What needs to be done >> Across the entries below, how many lines have the string "SocketAddr" in them? Reply with only the number.

Supplied material: Begin

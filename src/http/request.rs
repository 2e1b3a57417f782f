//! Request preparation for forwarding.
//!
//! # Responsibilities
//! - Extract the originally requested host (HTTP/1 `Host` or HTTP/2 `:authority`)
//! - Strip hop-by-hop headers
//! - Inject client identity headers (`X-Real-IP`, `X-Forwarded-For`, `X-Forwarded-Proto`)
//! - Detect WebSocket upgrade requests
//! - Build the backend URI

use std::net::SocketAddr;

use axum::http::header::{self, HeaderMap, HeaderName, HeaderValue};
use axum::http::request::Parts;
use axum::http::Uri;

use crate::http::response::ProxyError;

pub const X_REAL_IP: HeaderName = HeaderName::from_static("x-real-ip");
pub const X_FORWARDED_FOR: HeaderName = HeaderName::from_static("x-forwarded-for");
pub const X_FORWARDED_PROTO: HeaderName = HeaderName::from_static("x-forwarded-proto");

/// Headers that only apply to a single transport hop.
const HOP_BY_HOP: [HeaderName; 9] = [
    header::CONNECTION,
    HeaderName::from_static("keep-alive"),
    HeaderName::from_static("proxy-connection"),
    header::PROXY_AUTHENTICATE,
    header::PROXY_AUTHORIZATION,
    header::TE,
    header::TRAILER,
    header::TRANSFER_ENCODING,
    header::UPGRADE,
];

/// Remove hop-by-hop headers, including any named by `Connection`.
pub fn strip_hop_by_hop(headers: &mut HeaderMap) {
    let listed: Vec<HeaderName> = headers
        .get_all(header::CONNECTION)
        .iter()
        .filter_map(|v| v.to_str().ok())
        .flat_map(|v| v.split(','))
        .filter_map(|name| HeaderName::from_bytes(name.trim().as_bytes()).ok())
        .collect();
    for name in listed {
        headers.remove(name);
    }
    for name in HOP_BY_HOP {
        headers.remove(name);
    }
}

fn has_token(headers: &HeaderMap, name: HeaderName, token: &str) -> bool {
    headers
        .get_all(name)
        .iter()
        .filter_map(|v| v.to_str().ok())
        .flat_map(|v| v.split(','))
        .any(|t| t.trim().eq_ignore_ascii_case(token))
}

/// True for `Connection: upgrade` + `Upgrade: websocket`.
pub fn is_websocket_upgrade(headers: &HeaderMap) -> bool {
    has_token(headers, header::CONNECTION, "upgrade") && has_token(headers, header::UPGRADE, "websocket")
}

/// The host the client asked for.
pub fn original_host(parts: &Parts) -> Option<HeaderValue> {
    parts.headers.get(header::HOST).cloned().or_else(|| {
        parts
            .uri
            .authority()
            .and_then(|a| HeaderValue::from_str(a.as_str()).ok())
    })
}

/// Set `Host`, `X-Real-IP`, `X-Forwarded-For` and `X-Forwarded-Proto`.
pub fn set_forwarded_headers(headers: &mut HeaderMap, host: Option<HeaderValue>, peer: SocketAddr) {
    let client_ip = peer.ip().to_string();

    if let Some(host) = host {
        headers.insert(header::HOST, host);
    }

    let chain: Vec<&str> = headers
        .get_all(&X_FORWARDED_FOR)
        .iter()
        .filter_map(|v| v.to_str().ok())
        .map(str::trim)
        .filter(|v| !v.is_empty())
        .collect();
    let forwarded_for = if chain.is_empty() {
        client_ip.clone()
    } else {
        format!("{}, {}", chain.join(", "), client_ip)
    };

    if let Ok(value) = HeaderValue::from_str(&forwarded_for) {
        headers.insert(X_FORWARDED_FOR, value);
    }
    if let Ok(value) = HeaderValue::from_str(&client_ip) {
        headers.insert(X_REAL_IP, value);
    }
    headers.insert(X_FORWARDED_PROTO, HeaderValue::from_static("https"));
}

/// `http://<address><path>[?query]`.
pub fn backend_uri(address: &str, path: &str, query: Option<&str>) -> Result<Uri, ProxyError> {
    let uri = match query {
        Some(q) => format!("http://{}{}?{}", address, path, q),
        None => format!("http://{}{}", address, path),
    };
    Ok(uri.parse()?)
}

Supplied material: End

Exercise response >> 2